Greenleaf ne manque donc certainement pas de moments délicieux avec cette capacité à s’attaquer à tout ce qui peut quasiment s’imaginer dans le contexte si particulier d’une mégachurch noire américaine. De l’évidente thématique de cette fumeuse (et surtout dramatique) théologie appelée « évangile de la prospérité » à l’inceste, en passant par la mort, l’adultère, la cupidité, le mensonge, la mauvaise foi, la jalousie, la trahison et tout ce qu’engendre le Mal… tout y passe et il ne fait pas bon finalement envisager un instant la vie de paradis quand on pénètre dans l’univers de cette puissante et prospère Église du Calvaire et des Greenleaf, sa famille pastorale, tout particulièrement. D’ailleurs c’est sans doute l’excès qui peut déranger ou rendre le tout parfois trop caricatural. Par voie de conséquence, ce choix rend certaines situations risibles et transforme le drame en joyeuse comédie.

Bishop James et Lady Mae Greenleaf dirigent leurs ministères mondiaux de la Calvary Fellowship, comme les chefs d’une puissante famille dirigeante (parfois de façon pas éloignée de The Irishman de Scorcese pour rester dans la Netflix Family). Du moins au début car, saisons après saisons, les choses se compliquent sérieusement et le royaume se transforme en un branlant château de carte fortement malmené… On peut noter là, le duo magnifique qui est à la base structurelle de la série.

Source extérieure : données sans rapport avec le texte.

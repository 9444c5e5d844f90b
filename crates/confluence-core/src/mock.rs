//! In-memory mock collaborators for testing
//!
//! Provides scriptable implementations of the collaborator traits so sync
//! logic can be exercised without real networking or storage.
//!
//! ## Usage
//!
//! ```rust,ignore
//! use confluence_core::mock::{MockStreamCache, MockStreamService};
//!
//! let backend = MockStreamService::new();
//! let handle = backend.sync_streams(vec![cookie]).await.unwrap();
//! backend.push_update(next_cookie, payload).await;
//! backend.sever(); // simulate the connection dying
//! ```

use std::collections::HashMap;
use std::sync::atomic::{AtomicU32, AtomicU64, Ordering};
use std::sync::{Arc, Mutex};

use async_trait::async_trait;
use bytes::Bytes;
use tokio::sync::mpsc;

use crate::cookie::SyncCookie;
use crate::error::{SyncError, SyncResult};
use crate::frame::SyncFrame;
use crate::service::{
    ListenerId, NodeDirectory, StreamCache, StreamHandle, StreamServiceClient, SyncStreamHandle,
    UpdateListener,
};
use crate::stream_id::{NodeAddress, StreamId};

/// Buffer size for mock sync connections.
const MOCK_CONNECTION_BUFFER: usize = 256;

/// Receiving half of a mock sync connection.
pub struct MockSyncStreamHandle {
    rx: mpsc::Receiver<SyncFrame>,
}

#[async_trait]
impl SyncStreamHandle for MockSyncStreamHandle {
    async fn recv(&mut self) -> Option<SyncFrame> {
        self.rx.recv().await
    }
}

/// A scriptable mock backend node.
///
/// Tests push frames onto the live connection, sever it to simulate a
/// transport failure, and inspect the control calls the engine issued.
pub struct MockStreamService {
    /// This mock node's address, used to build cookies in tests.
    address: NodeAddress,
    /// Senders for connections opened via `sync_streams`, newest last.
    connections: Mutex<Vec<mpsc::Sender<SyncFrame>>>,
    /// Monotonic counter for minted sync ids.
    next_sync_id: AtomicU64,
    /// Refuse new connections with `Unavailable` while non-zero.
    fail_connects_remaining: AtomicU32,
    /// Fail `add_stream_to_sync` with `Unavailable` while non-zero.
    fail_adds_remaining: AtomicU32,
    /// Send a garbage first frame instead of `New` on the next connection.
    bad_first_frame: AtomicU32,
    /// Do not answer pings on the connection while non-zero.
    pongs_muted: AtomicU32,
    /// Recorded control calls.
    added: Mutex<Vec<(String, SyncCookie)>>,
    removed: Mutex<Vec<(String, StreamId)>>,
    pings: Mutex<Vec<(String, String)>>,
    cancels: Mutex<Vec<String>>,
    dropped: Mutex<Vec<(String, StreamId)>>,
}

impl MockStreamService {
    /// Create a mock backend with the given node address.
    pub fn new(address: NodeAddress) -> Arc<Self> {
        Arc::new(Self {
            address,
            connections: Mutex::new(Vec::new()),
            next_sync_id: AtomicU64::new(1),
            fail_connects_remaining: AtomicU32::new(0),
            fail_adds_remaining: AtomicU32::new(0),
            bad_first_frame: AtomicU32::new(0),
            pongs_muted: AtomicU32::new(0),
            added: Mutex::new(Vec::new()),
            removed: Mutex::new(Vec::new()),
            pings: Mutex::new(Vec::new()),
            cancels: Mutex::new(Vec::new()),
            dropped: Mutex::new(Vec::new()),
        })
    }

    /// This mock node's address.
    pub fn address(&self) -> NodeAddress {
        self.address
    }

    /// Build a start-of-stream cookie owned by this node.
    pub fn cookie_for(&self, stream_id: StreamId) -> SyncCookie {
        SyncCookie::start_of(self.address, stream_id)
    }

    /// Refuse the next `n` connection attempts with `Unavailable`.
    pub fn fail_next_connects(&self, n: u32) {
        self.fail_connects_remaining.store(n, Ordering::SeqCst);
    }

    /// Fail the next `n` `add_stream_to_sync` calls with `Unavailable`.
    pub fn fail_next_adds(&self, n: u32) {
        self.fail_adds_remaining.store(n, Ordering::SeqCst);
    }

    /// Open the next connection with a non-`New` first frame.
    pub fn bad_first_frame_next_connect(&self) {
        self.bad_first_frame.store(1, Ordering::SeqCst);
    }

    /// Stop answering pings, simulating a backend that accepts the unary
    /// call but whose stream has gone silent.
    pub fn mute_pongs(&self) {
        self.pongs_muted.store(1, Ordering::SeqCst);
    }

    /// Push a frame onto the most recent live connection.
    pub async fn push_frame(&self, frame: SyncFrame) {
        let sender = {
            let conns = self.connections.lock().unwrap_or_else(|e| e.into_inner());
            conns.last().cloned()
        };
        if let Some(tx) = sender {
            let _ = tx.send(frame).await;
        }
    }

    /// Push an `Update` frame for one stream.
    pub async fn push_update(&self, next_cookie: SyncCookie, payload: Bytes) {
        self.push_frame(SyncFrame::update_frame(next_cookie, payload))
            .await;
    }

    /// Push a `Down` frame for one stream.
    pub async fn push_down(&self, stream_id: StreamId) {
        self.push_frame(SyncFrame::down_frame(stream_id)).await;
    }

    /// Push a `Close` frame, then end the connection.
    pub async fn push_close(&self) {
        let sync_id = format!("mock-{}", self.next_sync_id.load(Ordering::SeqCst) - 1);
        self.push_frame(SyncFrame::close_frame(sync_id)).await;
        self.sever();
    }

    /// Drop all connection senders, simulating a dead transport.
    pub fn sever(&self) {
        self.connections
            .lock()
            .unwrap_or_else(|e| e.into_inner())
            .clear();
    }

    /// Number of connections opened so far.
    pub fn connections_opened(&self) -> u64 {
        self.next_sync_id.load(Ordering::SeqCst) - 1
    }

    /// Recorded `add_stream_to_sync` calls.
    pub fn added_calls(&self) -> Vec<(String, SyncCookie)> {
        self.added.lock().unwrap_or_else(|e| e.into_inner()).clone()
    }

    /// Recorded `remove_stream_from_sync` calls.
    pub fn removed_calls(&self) -> Vec<(String, StreamId)> {
        self.removed
            .lock()
            .unwrap_or_else(|e| e.into_inner())
            .clone()
    }

    /// Recorded `ping_sync` calls.
    pub fn ping_calls(&self) -> Vec<(String, String)> {
        self.pings.lock().unwrap_or_else(|e| e.into_inner()).clone()
    }

    /// Recorded `debug_drop_stream` calls.
    pub fn dropped_calls(&self) -> Vec<(String, StreamId)> {
        self.dropped
            .lock()
            .unwrap_or_else(|e| e.into_inner())
            .clone()
    }

    fn take_flag(flag: &AtomicU32) -> bool {
        flag.fetch_update(Ordering::SeqCst, Ordering::SeqCst, |v| v.checked_sub(1))
            .is_ok()
    }
}

#[async_trait]
impl StreamServiceClient for MockStreamService {
    async fn sync_streams(
        &self,
        _cookies: Vec<SyncCookie>,
    ) -> SyncResult<Box<dyn SyncStreamHandle>> {
        if Self::take_flag(&self.fail_connects_remaining) {
            return Err(SyncError::Unavailable(format!(
                "mock node {} refusing connections",
                self.address.short_id()
            )));
        }

        let (tx, rx) = mpsc::channel(MOCK_CONNECTION_BUFFER);
        let n = self.next_sync_id.fetch_add(1, Ordering::SeqCst);
        let sync_id = format!("mock-{n}");

        let first = if Self::take_flag(&self.bad_first_frame) {
            SyncFrame::pong_frame(sync_id, "unexpected")
        } else {
            SyncFrame::new_frame(sync_id)
        };
        tx.send(first)
            .await
            .map_err(|_| SyncError::Unavailable("mock connection closed".into()))?;

        self.connections
            .lock()
            .unwrap_or_else(|e| e.into_inner())
            .push(tx);

        Ok(Box::new(MockSyncStreamHandle { rx }))
    }

    async fn add_stream_to_sync(&self, sync_id: &str, cookie: SyncCookie) -> SyncResult<()> {
        if Self::take_flag(&self.fail_adds_remaining) {
            return Err(SyncError::Unavailable(format!(
                "mock node {} refusing add",
                self.address.short_id()
            )));
        }
        self.added
            .lock()
            .unwrap_or_else(|e| e.into_inner())
            .push((sync_id.to_string(), cookie));
        Ok(())
    }

    async fn remove_stream_from_sync(&self, sync_id: &str, stream_id: StreamId) -> SyncResult<()> {
        self.removed
            .lock()
            .unwrap_or_else(|e| e.into_inner())
            .push((sync_id.to_string(), stream_id));
        Ok(())
    }

    async fn ping_sync(&self, sync_id: &str, nonce: &str) -> SyncResult<()> {
        self.pings
            .lock()
            .unwrap_or_else(|e| e.into_inner())
            .push((sync_id.to_string(), nonce.to_string()));
        // A live backend answers on the stream.
        if self.pongs_muted.load(Ordering::SeqCst) == 0 {
            self.push_frame(SyncFrame::pong_frame(sync_id, nonce)).await;
        }
        Ok(())
    }

    async fn cancel_sync(&self, sync_id: &str) -> SyncResult<()> {
        self.cancels
            .lock()
            .unwrap_or_else(|e| e.into_inner())
            .push(sync_id.to_string());
        Ok(())
    }

    async fn debug_drop_stream(&self, sync_id: &str, stream_id: StreamId) -> SyncResult<()> {
        self.dropped
            .lock()
            .unwrap_or_else(|e| e.into_inner())
            .push((sync_id.to_string(), stream_id));
        // The backend reports the dropped stream down on the connection.
        self.push_down(stream_id).await;
        Ok(())
    }
}

/// Node directory backed by a static address -> mock service map.
#[derive(Default)]
pub struct MockNodeDirectory {
    nodes: Mutex<HashMap<NodeAddress, Arc<MockStreamService>>>,
}

impl MockNodeDirectory {
    /// Create an empty directory.
    pub fn new() -> Arc<Self> {
        Arc::new(Self::default())
    }

    /// Register a mock node under its address.
    pub fn register(&self, service: Arc<MockStreamService>) {
        self.nodes
            .lock()
            .unwrap_or_else(|e| e.into_inner())
            .insert(service.address(), service);
    }

    /// Remove a node, making its address unresolvable.
    pub fn deregister(&self, address: NodeAddress) {
        self.nodes
            .lock()
            .unwrap_or_else(|e| e.into_inner())
            .remove(&address);
    }
}

impl NodeDirectory for MockNodeDirectory {
    fn client_for_address(&self, address: NodeAddress) -> SyncResult<Arc<dyn StreamServiceClient>> {
        self.nodes
            .lock()
            .unwrap_or_else(|e| e.into_inner())
            .get(&address)
            .cloned()
            .map(|s| s as Arc<dyn StreamServiceClient>)
            .ok_or_else(|| {
                SyncError::Unavailable(format!("no node at address {}", address.short_id()))
            })
    }
}

/// One in-memory local stream.
pub struct MockLocalStream {
    node_address: NodeAddress,
    stream_id: StreamId,
    next_listener: AtomicU64,
    listeners: Mutex<HashMap<ListenerId, Arc<dyn UpdateListener>>>,
}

Lynn Whitfield joue admirablement la matriarche Lady Mae telle une vraie Lady Macbeth. Elle est de plus parfaitement associée à Keith David qui, en tant que patriarche de la famille, est l’un des personnages marquants de la série. Son talent lui permet d’être assez convainquant et charismatique pour égaler un vrai prédicateur en chaire mais aussi assez juste pour laisser paraître l’homme sous la robe pastorale. 

Les bras de l’humanité, comme l’a écrit un jour le poète James Weldon Johnson, étant trop courts pour boxer avec Dieu, nous pouvons comprendre pourquoi les batailles humaines (elles possibles) en particulier lorsqu’il s’agit de joutes familiales entre enfants, nous ont fascinés dès le commencement de l’époque biblique, depuis Caïn et Abel. Il est donc logique que Greenleaf se concentre autant sur les relations complexes entre sœurs et frères. Craig Wright (Six Feet Under et Dirty Sexy Money), dramaturge et scénariste de télévision chevronné, est passé maître dans l’art de capturer ces situation au sein des familles, et il s’en donne donc ici à cœur joie. Mais, vous ne le saviez peut-être pas, son pédigrée en tant qu’ancien prédicateur lui permet, en plus, de montrer le meilleur et le pire du christianisme sans porter de jugement sur la foi elle-même.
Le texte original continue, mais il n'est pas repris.